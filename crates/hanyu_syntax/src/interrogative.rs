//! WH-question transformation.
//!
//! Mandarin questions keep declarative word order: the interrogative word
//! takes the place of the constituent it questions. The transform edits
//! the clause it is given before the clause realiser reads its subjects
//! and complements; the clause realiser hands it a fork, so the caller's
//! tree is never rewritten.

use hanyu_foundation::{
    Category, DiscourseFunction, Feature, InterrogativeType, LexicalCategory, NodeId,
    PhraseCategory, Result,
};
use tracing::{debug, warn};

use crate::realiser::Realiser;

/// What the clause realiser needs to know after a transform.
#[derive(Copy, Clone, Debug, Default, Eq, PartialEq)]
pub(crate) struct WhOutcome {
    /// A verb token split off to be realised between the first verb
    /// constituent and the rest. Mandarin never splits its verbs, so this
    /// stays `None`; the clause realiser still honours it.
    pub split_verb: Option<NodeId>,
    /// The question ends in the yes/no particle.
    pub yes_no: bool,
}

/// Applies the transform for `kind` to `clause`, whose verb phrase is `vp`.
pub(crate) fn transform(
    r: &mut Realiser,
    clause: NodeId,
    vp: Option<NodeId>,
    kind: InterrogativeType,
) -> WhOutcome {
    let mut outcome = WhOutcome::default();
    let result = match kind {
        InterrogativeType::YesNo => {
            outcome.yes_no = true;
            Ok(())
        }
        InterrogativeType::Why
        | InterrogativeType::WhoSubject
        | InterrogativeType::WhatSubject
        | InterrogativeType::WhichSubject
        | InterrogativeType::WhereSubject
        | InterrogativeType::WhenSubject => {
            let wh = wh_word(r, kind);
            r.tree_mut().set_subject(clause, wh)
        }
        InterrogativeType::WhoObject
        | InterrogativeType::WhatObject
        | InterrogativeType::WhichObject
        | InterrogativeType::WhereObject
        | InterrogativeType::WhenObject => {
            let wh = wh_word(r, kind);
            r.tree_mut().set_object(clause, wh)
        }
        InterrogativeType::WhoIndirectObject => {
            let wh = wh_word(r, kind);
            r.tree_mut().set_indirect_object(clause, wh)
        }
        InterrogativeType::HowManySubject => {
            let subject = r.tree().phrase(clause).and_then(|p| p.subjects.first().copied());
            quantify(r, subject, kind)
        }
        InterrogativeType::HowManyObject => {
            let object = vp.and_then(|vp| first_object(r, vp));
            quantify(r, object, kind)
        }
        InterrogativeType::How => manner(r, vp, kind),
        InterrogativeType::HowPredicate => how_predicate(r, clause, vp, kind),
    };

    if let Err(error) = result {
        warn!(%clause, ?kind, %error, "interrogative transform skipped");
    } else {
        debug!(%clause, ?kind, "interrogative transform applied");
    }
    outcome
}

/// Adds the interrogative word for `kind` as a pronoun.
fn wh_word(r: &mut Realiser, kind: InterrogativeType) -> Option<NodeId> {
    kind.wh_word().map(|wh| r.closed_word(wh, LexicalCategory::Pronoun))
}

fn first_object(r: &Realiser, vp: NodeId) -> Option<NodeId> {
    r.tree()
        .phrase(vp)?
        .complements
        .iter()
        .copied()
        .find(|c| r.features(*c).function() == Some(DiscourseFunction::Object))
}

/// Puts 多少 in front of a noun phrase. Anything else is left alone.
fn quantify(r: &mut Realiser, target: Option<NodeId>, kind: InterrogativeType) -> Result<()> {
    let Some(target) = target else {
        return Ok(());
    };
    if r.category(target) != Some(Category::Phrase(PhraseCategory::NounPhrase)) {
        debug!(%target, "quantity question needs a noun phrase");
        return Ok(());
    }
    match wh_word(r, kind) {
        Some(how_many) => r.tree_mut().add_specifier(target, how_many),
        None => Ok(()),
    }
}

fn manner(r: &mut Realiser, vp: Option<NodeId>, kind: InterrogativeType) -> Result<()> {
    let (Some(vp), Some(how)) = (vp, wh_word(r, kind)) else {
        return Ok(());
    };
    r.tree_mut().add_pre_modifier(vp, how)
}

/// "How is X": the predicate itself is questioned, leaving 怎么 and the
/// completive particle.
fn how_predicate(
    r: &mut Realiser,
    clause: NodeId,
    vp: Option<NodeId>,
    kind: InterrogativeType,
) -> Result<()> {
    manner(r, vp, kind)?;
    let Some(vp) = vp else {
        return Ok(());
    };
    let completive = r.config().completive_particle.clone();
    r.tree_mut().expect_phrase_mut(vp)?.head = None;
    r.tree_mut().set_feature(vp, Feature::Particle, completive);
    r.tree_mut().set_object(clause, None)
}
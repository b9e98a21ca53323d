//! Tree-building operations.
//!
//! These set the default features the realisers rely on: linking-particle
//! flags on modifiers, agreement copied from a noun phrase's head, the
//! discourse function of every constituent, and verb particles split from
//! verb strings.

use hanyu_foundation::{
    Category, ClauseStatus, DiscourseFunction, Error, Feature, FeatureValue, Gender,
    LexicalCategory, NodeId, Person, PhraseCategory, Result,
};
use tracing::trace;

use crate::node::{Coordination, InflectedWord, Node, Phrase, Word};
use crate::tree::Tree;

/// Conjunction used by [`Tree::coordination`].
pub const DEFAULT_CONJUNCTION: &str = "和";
────────
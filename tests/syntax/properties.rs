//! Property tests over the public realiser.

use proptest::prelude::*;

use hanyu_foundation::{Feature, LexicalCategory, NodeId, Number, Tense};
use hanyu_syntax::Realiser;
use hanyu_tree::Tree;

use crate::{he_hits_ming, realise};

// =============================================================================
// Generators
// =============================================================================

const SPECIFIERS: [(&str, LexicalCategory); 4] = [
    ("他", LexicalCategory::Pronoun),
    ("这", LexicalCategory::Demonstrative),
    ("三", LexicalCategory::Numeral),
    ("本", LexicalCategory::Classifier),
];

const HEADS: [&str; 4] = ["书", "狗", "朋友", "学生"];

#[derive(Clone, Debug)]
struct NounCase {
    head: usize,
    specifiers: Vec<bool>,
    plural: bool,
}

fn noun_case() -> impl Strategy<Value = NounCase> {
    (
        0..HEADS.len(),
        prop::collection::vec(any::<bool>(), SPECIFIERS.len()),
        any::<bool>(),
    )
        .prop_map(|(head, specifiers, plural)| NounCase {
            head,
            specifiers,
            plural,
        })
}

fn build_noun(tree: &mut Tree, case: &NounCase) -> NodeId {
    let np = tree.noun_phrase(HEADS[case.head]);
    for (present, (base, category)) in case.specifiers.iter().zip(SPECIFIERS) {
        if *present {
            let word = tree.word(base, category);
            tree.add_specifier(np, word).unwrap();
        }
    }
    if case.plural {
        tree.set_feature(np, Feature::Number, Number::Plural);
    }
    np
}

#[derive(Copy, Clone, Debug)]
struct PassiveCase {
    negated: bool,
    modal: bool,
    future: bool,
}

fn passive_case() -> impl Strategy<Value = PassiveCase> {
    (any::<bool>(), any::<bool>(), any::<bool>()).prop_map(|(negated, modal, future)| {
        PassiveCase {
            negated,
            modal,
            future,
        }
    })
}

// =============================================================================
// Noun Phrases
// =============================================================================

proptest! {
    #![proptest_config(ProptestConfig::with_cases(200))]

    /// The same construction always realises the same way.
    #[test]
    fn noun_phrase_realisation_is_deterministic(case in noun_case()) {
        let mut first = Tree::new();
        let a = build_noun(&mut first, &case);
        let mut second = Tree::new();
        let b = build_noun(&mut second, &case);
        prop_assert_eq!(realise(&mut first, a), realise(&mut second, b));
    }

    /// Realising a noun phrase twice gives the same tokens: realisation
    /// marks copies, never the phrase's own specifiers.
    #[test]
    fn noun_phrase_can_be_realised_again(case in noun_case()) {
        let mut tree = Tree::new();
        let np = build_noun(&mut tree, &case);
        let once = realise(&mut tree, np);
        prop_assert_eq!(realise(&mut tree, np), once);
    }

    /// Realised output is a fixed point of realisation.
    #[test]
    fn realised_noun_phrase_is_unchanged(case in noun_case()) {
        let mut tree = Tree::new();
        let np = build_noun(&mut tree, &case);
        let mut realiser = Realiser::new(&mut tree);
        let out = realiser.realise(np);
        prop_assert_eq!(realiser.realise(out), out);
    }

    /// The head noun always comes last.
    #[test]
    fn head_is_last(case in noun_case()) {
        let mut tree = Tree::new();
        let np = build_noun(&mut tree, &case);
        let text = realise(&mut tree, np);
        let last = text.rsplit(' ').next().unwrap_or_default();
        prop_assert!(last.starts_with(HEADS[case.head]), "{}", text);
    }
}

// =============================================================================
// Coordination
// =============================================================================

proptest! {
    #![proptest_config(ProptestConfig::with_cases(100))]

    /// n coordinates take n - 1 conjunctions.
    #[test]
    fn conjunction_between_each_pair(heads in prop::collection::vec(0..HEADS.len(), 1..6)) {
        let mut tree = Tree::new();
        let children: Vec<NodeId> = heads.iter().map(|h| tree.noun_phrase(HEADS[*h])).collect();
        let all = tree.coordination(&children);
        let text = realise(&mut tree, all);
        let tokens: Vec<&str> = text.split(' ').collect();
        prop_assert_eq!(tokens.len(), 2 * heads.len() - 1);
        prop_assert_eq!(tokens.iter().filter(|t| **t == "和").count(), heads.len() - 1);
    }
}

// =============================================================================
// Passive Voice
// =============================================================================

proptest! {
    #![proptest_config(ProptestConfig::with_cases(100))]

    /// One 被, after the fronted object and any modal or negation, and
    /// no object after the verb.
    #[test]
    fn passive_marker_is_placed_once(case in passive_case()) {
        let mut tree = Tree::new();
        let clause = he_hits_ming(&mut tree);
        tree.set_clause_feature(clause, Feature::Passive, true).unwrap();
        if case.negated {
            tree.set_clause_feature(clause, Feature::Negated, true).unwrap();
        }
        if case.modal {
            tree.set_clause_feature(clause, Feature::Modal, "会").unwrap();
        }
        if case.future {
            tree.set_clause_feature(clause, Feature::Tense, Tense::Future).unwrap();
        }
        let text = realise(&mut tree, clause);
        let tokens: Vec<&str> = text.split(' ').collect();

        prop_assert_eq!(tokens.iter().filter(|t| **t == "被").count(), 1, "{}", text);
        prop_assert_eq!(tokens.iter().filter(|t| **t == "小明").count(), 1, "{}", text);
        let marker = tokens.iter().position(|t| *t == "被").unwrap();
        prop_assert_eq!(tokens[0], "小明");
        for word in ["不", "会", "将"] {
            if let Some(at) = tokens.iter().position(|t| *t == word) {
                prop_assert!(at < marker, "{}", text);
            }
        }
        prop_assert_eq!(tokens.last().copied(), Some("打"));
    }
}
────────
▶ TASK: Scan the data above and copy every line with "tests" in it.

▶ RESULT OF THIS EXERCISE:
filename tests/syntax/properties.rs
//! Property tests over the public realiser.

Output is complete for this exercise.